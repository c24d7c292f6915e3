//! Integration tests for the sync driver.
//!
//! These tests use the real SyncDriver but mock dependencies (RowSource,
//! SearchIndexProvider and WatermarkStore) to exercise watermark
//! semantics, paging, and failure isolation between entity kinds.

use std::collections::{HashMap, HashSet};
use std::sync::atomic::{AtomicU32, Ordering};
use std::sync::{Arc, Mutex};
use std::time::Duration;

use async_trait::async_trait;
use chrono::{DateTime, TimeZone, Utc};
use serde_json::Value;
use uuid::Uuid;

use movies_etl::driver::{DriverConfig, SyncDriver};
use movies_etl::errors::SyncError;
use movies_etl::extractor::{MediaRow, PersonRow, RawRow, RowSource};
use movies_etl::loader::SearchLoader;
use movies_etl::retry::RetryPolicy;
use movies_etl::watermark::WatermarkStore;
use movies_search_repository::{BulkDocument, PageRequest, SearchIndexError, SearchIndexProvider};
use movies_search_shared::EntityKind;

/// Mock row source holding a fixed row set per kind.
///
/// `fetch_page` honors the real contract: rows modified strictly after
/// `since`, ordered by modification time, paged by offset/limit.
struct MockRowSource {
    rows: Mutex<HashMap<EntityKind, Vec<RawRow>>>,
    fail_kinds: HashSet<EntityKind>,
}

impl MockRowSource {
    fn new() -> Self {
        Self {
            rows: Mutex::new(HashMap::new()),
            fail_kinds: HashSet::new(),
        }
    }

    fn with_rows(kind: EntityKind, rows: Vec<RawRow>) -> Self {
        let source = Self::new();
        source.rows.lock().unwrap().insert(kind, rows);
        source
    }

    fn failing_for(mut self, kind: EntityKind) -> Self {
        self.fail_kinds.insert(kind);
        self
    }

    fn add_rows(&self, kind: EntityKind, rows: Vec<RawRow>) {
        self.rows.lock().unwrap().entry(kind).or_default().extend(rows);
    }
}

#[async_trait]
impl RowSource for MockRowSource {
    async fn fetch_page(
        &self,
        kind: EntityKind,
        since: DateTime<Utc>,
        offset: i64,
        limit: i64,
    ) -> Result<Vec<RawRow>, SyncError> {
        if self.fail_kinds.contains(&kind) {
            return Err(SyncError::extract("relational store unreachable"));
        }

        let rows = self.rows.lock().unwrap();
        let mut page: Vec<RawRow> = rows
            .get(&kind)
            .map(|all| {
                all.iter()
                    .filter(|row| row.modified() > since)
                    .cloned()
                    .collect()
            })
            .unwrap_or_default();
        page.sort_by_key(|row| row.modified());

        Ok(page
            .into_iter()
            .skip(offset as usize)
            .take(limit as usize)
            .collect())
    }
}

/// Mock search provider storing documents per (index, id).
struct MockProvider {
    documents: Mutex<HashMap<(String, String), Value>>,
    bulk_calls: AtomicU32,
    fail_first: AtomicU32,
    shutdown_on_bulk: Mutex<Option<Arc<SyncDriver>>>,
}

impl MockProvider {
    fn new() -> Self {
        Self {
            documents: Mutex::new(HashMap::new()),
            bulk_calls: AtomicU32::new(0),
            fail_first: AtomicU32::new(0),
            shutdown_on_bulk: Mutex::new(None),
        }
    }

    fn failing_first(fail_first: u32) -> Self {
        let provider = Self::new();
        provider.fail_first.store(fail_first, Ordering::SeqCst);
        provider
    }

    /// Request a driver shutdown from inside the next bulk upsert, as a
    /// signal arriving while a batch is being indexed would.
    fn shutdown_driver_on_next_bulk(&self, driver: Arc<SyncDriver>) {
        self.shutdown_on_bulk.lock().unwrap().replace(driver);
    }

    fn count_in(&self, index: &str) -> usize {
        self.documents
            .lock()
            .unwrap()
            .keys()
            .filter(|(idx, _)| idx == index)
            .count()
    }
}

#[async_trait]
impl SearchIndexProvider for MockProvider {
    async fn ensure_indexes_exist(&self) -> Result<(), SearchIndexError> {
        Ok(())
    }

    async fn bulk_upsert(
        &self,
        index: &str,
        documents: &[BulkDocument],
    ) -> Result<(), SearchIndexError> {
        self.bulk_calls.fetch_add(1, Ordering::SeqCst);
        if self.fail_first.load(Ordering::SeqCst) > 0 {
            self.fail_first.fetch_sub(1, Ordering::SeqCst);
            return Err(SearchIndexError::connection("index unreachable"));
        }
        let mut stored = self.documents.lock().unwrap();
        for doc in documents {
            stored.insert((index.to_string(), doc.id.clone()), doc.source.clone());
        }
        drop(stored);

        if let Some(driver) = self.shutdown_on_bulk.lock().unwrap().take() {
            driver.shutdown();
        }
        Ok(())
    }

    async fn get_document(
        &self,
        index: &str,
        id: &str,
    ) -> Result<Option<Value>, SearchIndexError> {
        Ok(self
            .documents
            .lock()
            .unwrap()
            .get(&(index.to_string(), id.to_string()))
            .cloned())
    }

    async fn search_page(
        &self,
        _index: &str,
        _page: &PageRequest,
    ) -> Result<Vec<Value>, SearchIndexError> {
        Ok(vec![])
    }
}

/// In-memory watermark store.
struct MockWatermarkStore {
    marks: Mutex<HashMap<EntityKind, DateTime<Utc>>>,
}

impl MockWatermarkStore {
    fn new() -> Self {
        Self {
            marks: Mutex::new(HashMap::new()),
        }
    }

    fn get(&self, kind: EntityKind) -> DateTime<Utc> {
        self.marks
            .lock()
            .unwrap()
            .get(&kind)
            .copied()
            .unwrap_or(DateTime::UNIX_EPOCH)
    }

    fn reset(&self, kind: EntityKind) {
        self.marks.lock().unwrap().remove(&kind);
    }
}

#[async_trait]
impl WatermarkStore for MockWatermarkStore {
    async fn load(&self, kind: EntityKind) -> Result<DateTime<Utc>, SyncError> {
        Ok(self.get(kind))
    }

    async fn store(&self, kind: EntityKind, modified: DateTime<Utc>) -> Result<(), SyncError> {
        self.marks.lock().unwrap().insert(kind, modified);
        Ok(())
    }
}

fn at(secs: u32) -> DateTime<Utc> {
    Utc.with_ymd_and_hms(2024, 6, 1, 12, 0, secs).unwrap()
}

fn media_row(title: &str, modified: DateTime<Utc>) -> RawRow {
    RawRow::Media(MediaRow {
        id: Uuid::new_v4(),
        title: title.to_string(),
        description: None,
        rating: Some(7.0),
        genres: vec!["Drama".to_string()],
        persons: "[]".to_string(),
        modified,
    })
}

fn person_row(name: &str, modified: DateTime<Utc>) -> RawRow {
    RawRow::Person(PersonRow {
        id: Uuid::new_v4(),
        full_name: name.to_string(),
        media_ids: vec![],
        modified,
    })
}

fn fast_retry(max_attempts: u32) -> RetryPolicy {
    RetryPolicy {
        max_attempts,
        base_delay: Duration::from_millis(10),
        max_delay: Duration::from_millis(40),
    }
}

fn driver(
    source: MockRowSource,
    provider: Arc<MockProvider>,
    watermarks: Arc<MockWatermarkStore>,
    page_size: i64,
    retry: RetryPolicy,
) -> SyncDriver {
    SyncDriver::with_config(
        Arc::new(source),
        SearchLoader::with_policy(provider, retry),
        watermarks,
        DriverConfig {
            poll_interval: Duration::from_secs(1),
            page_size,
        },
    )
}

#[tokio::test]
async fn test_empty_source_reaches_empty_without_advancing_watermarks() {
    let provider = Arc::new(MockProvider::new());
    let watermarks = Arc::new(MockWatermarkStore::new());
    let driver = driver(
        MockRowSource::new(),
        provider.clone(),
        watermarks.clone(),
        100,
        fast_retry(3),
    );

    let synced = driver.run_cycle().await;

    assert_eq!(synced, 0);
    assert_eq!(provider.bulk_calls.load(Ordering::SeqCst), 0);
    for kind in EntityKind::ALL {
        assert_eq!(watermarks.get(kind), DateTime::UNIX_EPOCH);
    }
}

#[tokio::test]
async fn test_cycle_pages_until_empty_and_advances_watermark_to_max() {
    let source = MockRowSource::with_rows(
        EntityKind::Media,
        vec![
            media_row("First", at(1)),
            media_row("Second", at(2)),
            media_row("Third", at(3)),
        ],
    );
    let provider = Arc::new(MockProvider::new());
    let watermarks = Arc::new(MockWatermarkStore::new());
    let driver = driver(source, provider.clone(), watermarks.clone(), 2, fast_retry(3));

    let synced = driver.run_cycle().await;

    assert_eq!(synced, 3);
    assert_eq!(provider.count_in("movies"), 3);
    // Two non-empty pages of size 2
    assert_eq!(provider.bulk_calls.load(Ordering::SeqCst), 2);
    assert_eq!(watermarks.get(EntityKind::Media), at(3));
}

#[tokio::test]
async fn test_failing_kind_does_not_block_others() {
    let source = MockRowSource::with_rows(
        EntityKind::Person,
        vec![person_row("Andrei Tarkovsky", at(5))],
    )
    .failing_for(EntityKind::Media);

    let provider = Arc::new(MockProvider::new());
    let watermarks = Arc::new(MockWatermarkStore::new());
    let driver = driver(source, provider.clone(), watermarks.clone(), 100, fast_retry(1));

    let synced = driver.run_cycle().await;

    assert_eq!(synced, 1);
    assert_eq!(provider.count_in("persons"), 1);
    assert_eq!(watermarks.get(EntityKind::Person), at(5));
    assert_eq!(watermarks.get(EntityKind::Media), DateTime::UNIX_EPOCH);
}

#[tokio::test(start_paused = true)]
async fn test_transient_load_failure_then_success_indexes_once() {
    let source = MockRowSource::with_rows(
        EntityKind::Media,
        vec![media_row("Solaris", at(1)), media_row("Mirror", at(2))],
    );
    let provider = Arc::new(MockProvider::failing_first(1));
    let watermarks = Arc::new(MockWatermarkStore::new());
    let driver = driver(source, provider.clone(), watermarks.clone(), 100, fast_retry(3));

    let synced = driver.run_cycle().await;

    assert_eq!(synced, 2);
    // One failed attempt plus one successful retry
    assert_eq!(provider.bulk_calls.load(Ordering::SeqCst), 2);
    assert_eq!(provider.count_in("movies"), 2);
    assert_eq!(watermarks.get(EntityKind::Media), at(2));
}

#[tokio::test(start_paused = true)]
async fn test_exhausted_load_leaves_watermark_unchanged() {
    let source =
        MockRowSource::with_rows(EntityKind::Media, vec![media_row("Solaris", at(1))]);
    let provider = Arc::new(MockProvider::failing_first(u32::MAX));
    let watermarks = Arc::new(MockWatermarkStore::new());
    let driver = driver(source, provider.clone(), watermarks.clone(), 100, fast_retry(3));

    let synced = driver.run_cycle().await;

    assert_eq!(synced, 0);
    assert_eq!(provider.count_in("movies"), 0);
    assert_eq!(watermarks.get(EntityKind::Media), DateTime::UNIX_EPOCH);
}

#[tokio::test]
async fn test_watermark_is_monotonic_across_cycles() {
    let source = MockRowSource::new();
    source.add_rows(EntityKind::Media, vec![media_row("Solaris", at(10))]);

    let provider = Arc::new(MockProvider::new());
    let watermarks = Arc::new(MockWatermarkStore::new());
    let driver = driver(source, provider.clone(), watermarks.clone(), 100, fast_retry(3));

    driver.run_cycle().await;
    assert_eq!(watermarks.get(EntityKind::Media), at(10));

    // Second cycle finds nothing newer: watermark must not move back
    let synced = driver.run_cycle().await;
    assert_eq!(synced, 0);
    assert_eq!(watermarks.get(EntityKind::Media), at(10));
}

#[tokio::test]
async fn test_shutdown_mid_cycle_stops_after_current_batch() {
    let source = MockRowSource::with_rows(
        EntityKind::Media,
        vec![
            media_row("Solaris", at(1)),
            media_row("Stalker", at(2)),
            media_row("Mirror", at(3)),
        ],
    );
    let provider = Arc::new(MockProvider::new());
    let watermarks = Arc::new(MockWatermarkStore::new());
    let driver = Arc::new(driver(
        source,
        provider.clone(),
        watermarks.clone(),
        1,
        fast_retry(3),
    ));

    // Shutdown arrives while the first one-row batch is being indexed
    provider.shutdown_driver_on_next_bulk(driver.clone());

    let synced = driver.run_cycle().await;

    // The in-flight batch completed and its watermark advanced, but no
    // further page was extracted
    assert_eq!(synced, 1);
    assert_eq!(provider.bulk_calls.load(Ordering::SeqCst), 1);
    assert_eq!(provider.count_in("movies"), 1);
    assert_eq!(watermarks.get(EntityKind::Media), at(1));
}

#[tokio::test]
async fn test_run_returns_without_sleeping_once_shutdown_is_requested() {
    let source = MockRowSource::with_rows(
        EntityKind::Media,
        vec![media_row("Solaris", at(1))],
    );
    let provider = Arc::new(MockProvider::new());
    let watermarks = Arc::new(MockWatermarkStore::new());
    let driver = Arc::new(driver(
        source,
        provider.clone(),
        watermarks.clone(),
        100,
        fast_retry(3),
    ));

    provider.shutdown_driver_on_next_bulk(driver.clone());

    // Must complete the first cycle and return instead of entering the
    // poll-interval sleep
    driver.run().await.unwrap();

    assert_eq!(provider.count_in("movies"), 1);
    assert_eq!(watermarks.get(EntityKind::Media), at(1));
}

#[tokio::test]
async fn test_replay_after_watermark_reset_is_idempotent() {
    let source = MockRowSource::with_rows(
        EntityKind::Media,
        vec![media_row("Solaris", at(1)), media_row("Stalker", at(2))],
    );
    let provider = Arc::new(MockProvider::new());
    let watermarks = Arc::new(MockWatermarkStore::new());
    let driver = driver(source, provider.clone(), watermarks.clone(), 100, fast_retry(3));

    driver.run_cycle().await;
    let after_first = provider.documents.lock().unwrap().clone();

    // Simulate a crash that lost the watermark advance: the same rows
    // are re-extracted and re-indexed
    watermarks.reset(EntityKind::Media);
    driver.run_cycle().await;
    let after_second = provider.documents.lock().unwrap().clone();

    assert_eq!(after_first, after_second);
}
* * * * *
Each line from the first line of the entries up to and including the line containing "use std::time::Duration;" should be transcribed exactly, with all other lines left out.

- **FINISHED EXERCISE**:
repository c24d7c292f6915e3
//! Integration tests for the sync driver.
//!
//! These tests use the real SyncDriver but mock dependencies (RowSource,
//! SearchIndexProvider and WatermarkStore) to exercise watermark
//! semantics, paging, and failure isolation between entity kinds.

use std::collections::{HashMap, HashSet};
use std::sync::atomic::{AtomicU32, Ordering};
use std::sync::{Arc, Mutex};
use std::time::Duration;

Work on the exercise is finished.